[Task goal]:
Restrict the output to the lines below starting at the one that contains "use tracing::debug;" and ending at the one that contains "pub type BoxFuture<'a, T>", and restate them word for word, both ends included.

---------------

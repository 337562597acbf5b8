//! Client-side request dispatcher with middleware and automatic batching.
//!
//! # Overview
//! An [`Api`] is built from a declarative endpoint tree. Calling an endpoint
//! builds an [`HttpRequest`], runs it through the configured [`Middleware`]
//! chain and resolves with the decoded JSON response. The optional [`Batch`]
//! stage coalesces concurrent calls into one combined request and splits
//! the combined response back to each caller by position.
//!
//! # Design
//! - The crate performs no I/O. A [`Transport`] supplied by the host sends
//!   each request.
//! - Stages return a tagged [`Step`]: ready now, or pending on an exchange.
//!   The synchronous part of a call runs before [`Api::call`] returns.
//! - Scheduler state is owned by the `Batch` value; there are no globals.
//!
//! ```rust,no_run
//! # use std::sync::Arc;
//! # use serde_json::json;
//! # use tinyapi_core::{Api, Batch, BatchConfig, CallOptions, Transport};
//! # async fn run(transport: Arc<dyn Transport>) -> Result<(), tinyapi_core::ApiError> {
//! let api = Api::builder(transport)
//!     .merge(json!({ "todos": "CRUD", "stats": { "GET": "stats" } }))?
//!     .middleware(Batch::new(BatchConfig::new("/batch/")))
//!     .build();
//!
//! let todos = api.call("todosList", CallOptions::new())?;
//! let stats = api.call("stats", CallOptions::new())?;
//! // Both calls travel in one POST /batch/.
//! let (todos, stats) = (todos.await?, stats.await?);
//! # let _ = (todos, stats);
//! # Ok(())
//! # }
//! ```

pub mod client;
pub mod endpoint;
pub mod error;
pub mod headers;
pub mod http;
pub mod middleware;
pub mod query;
pub mod transport;

pub use client::{Api, ApiBuilder, BatchGroup, CallOptions, Crud};
pub use endpoint::{BodyKind, Endpoint, EndpointOptions, EndpointTable};
pub use error::ApiError;
pub use headers::HeaderSettings;
pub use http::{HttpBody, HttpMethod, HttpRequest, HttpResponse};
pub use middleware::chain::ResponseFuture;
pub use middleware::{
    Batch, BatchConfig, BatchResult, Context, GroupKey, Middleware, Outcome, Payload, Stage, Step,
};
pub use query::JsonApiQuery;
pub use transport::{fetch_json, BoxFuture, Transport};
/// Split a combined response into `expected` per-call outcomes.
///
/// Accepts a bare array or a `{"data": [...]}` envelope.
fn split(body: &Value, expected: usize) -> Vec<BatchResult> {
    let (entries, enveloped) = match body {
        Value::Array(entries) => (entries, false),
        Value::Object(map) => match map.get("data") {
            Some(Value::Array(entries)) => (entries, true),
            _ => return vec![Err(unexpected_shape()); expected],
        },
        _ => return vec![Err(unexpected_shape()); expected],
    };
    (0..expected)
        .map(|index| match entries.get(index) {
            Some(entry) if enveloped => split_enveloped(entry),
            Some(entry) => split_flat(entry),
            None => Err(ApiError::MissingBatchEntry { index }),
        })
        .collect()
}

fn unexpected_shape() -> ApiError {
    ApiError::Deserialization("combined response is neither an array nor a data envelope".into())
}

fn split_flat(entry: &Value) -> BatchResult {
    let reply = BatchReply::parse(entry)?;
    match reply.failed_status() {
        Some(status) => Err(ApiError::Http {
            status,
            reason: reply.reason,
            body: reply.body.unwrap_or(Value::Null),
        }),
        None => Ok(reply.body.unwrap_or(Value::Null)),
    }
}

fn split_enveloped(entry: &Value) -> BatchResult {
    let reply = BatchReply::parse(entry)?;
    match reply.failed_status() {
        Some(status) => {
            let reason = reply.reason;
            let data = reply
                .body
                .unwrap_or_else(|| json!({ "errors": { "detail": reason.clone() } }));
            Err(ApiError::Http {
                status,
                reason,
                body: json!({ "response": entry, "data": data }),
            })
        }
        None => Ok(json!({
            "response": entry,
            "data": reply.body.unwrap_or(Value::Null),
        })),
    }
}
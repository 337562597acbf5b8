//! JSON:API query-string helpers.

use std::collections::BTreeMap;

/// `include`, `filter[...]` and `sort` parameters for a JSON:API request.
#[derive(Debug, Clone, Default, PartialEq)]
pub struct JsonApiQuery {
    /// Already-encoded `key=value` parts, e.g. a GET payload. They come first.
    pub initial: Vec<String>,
    pub include: Vec<String>,
    pub filter: BTreeMap<String, String>,
    pub sort: Vec<String>,
}

impl JsonApiQuery {
    /// Query parts in `initial, include, filter, sort` order.
    fn parts(&self) -> Vec<String> {
        let mut parts = self.initial.clone();
        parts.extend(list("include", &self.include));
        parts.extend(
            self.filter
                .iter()
                .map(|(attr, value)| format!("filter[{attr}]={value}")),
        );
        parts.extend(list("sort", &self.sort));
        parts
    }

    /// `?a&b...`, or an empty string when there is nothing to add.
    pub fn to_query_string(&self) -> String {
        let parts = self.parts();
        if parts.is_empty() {
            String::new()
        } else {
            format!("?{}", parts.join("&"))
        }
    }
}

fn list(key: &str, values: &[String]) -> Option<String> {
    (!values.is_empty()).then(|| format!("{key}={}", values.join(",")))
}

#[cfg(test)]
mod tests {
    use super::*;

    #[test]
    fn empty_query_is_empty_string() {
        assert_eq!(JsonApiQuery::default().to_query_string(), "");
    }

    #[test]
    fn parts_follow_initial_include_filter_sort_order() {
        let query = JsonApiQuery {
            initial: vec!["page=2".into()],
            include: vec!["author".into(), "tags".into()],
            filter: BTreeMap::from([("status".into(), "open".into())]),
            sort: vec!["-created".into()],
        };
        assert_eq!(
            query.to_query_string(),
            "?page=2&include=author,tags&filter[status]=open&sort=-created"
        );
    }
}
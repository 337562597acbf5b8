//! Middleware stages.
//!
//! A stage can rewrite a request before anything is sent (`pre_process`),
//! take over the send or transform whatever the previous stage produced
//! (`process`), and rewrite the settled outcome on the way back
//! (`post_process`). Every method defaults to passing its input through, so
//! a stage implements only what it needs.
//!
//! `process` returns a [`Step`]: either a value that is already available or
//! a future that has started the actual exchange. The chain engine in
//! [`chain`] uses that tag to decide whether the next stage can run
//! immediately or has to wait.
//!
//! The set of stages an [`Api`](crate::Api) runs is a closed enum,
//! [`Middleware`]: the built-in [`Batch`] scheduler or any custom [`Stage`].

pub mod batch;
pub mod chain;

use std::sync::Arc;

use serde_json::Value;

use crate::client::CallOptions;
use crate::endpoint::string_pairs;
use crate::error::ApiError;
use crate::headers::{HeaderSettings, FORM, JSON};
use crate::http::{HttpBody, HttpMethod, HttpRequest};
use crate::transport::{fetch_json, BoxFuture, Transport};

pub use batch::{Batch, BatchConfig, BatchResult, GroupKey};

/// What flows between stages: the request until someone sends it, the
/// decoded response afterwards.
#[derive(Debug, Clone, PartialEq)]
pub enum Payload {
    Request(HttpRequest),
    Response(Value),
}

impl Payload {
    /// The decoded response, or `NotSent` if nobody transmitted the request.
    pub fn into_response(self) -> Result<Value, ApiError> {
        match self {
            Payload::Response(value) => Ok(value),
            Payload::Request(_) => Err(ApiError::NotSent),
        }
    }
}

pub type Outcome = Result<Payload, ApiError>;

/// Result of a stage: settled now, or suspended on an in-flight exchange.
pub enum Step {
    Ready(Outcome),
    Pending(BoxFuture<'static, Outcome>),
}

impl Step {
    pub fn ok(payload: Payload) -> Self {
        Step::Ready(Ok(payload))
    }

    /// Wait for the outcome.
    pub async fn settle(self) -> Outcome {
        match self {
            Step::Ready(outcome) => outcome,
            Step::Pending(future) => future.await,
        }
    }
}

/// Shared handles a stage needs to send requests.
#[derive(Clone)]
pub struct Context {
    transport: Arc<dyn Transport>,
    headers: Arc<HeaderSettings>,
}

impl Context {
    pub fn new(transport: Arc<dyn Transport>, headers: Arc<HeaderSettings>) -> Self {
        Self { transport, headers }
    }

    pub fn headers(&self) -> &HeaderSettings {
        &self.headers
    }

    /// POST `payload` to `url` as a JSON document, outside the endpoint
    /// table and the chain. `None` sends `{}`.
    pub async fn post_json(&self, url: &str, payload: Option<&Value>) -> Result<Value, ApiError> {
        let body = match payload {
            Some(payload) => serde_json::to_string(payload)?,
            None => "{}".to_string(),
        };
        let request = HttpRequest {
            method: HttpMethod::Post,
            url: url.to_string(),
            headers: self.headers.headers_for(HttpMethod::Post, JSON),
            body: Some(HttpBody::Text(body)),
        };
        fetch_json(self.transport.as_ref(), request).await
    }

    /// POST the fields of `payload` to `url` as a form.
    pub async fn post_form(&self, url: &str, payload: &Value) -> Result<Value, ApiError> {
        let request = HttpRequest {
            method: HttpMethod::Post,
            url: url.to_string(),
            headers: self.headers.headers_for(HttpMethod::Post, FORM),
            body: Some(HttpBody::Form(string_pairs(payload))),
        };
        fetch_json(self.transport.as_ref(), request).await
    }

    /// Start transmitting `request`; the step settles with the decoded body.
    pub fn submit(&self, request: HttpRequest) -> Step {
        let transport = Arc::clone(&self.transport);
        Step::Pending(Box::pin(async move {
            fetch_json(transport.as_ref(), request)
                .await
                .map(Payload::Response)
        }))
    }
}

/// One unit of the middleware chain.
pub trait Stage: Send + Sync + 'static {
    /// Rewrite the request before the process pass. Runs synchronously, in
    /// declared order.
    fn pre_process(&self, request: HttpRequest, _options: &CallOptions) -> Result<HttpRequest, ApiError> {
        Ok(request)
    }

    /// Transform the payload, or start sending it.
    fn process(&self, _ctx: &Context, payload: Payload, _options: &CallOptions) -> Step {
        Step::ok(payload)
    }

    /// Rewrite the settled outcome. Runs in reverse declared order, over
    /// failures as well as successes.
    fn post_process(&self, outcome: Outcome) -> Step {
        Step::Ready(outcome)
    }

    /// Send `request` through the transport.
    fn submit(&self, ctx: &Context, request: HttpRequest) -> Step {
        ctx.submit(request)
    }
}

/// A configured chain entry.
#[derive(Clone)]
pub enum Middleware {
    Batch(Batch),
    Custom(Arc<dyn Stage>),
}

impl Middleware {
    pub fn custom(stage: impl Stage) -> Self {
        Middleware::Custom(Arc::new(stage))
    }

    pub fn stage(&self) -> &dyn Stage {
        match self {
            Middleware::Batch(batch) => batch as &dyn Stage,
            Middleware::Custom(stage) => stage.as_ref(),
        }
    }
}

impl From<Batch> for Middleware {
    fn from(batch: Batch) -> Self {
        Middleware::Batch(batch)
    }
}
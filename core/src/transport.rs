//! The network boundary.
//!
//! The crate never performs I/O itself. A `Transport` executes one exchange
//! and reports either a response (any status) or a transport failure; the
//! `fetch_json` helper turns that into the decoded body callers see.

use std::future::Future;
use std::pin::Pin;

use async_trait::async_trait;
use serde_json::Value;
use tracing::debug;

use crate::error::ApiError;
use crate::http::{HttpRequest, HttpResponse};

/// A heap-allocated, type-erased future that can move between tasks.
pub type BoxFuture<'a, T> = Pin<Box<dyn Future<Output = T> + Send + 'a>>;

/// Executes a single HTTP exchange.
///
/// Return `Err` only when no response exists. Responses with status >= 300
/// are returned as `Ok` and classified by the caller.
#[async_trait]
pub trait Transport: Send + Sync {
    async fn transmit(&self, request: HttpRequest) -> Result<HttpResponse, ApiError>;
}

/// Send `request` and decode the JSON body. Failed statuses become
/// `ApiError::Http` carrying the parsed body.
pub async fn fetch_json(transport: &dyn Transport, request: HttpRequest) -> Result<Value, ApiError> {
    debug!(method = %request.method, url = %request.url, "transmit");
    let response = transport.transmit(request).await?;
    response.into_json()
}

---------------

[Task solution]:
use tracing::debug;

use crate::error::ApiError;
use crate::http::{HttpRequest, HttpResponse};

/// A heap-allocated, type-erased future that can move between tasks.
pub type BoxFuture<'a, T> = Pin<Box<dyn Future<Output = T> + Send + 'a>>;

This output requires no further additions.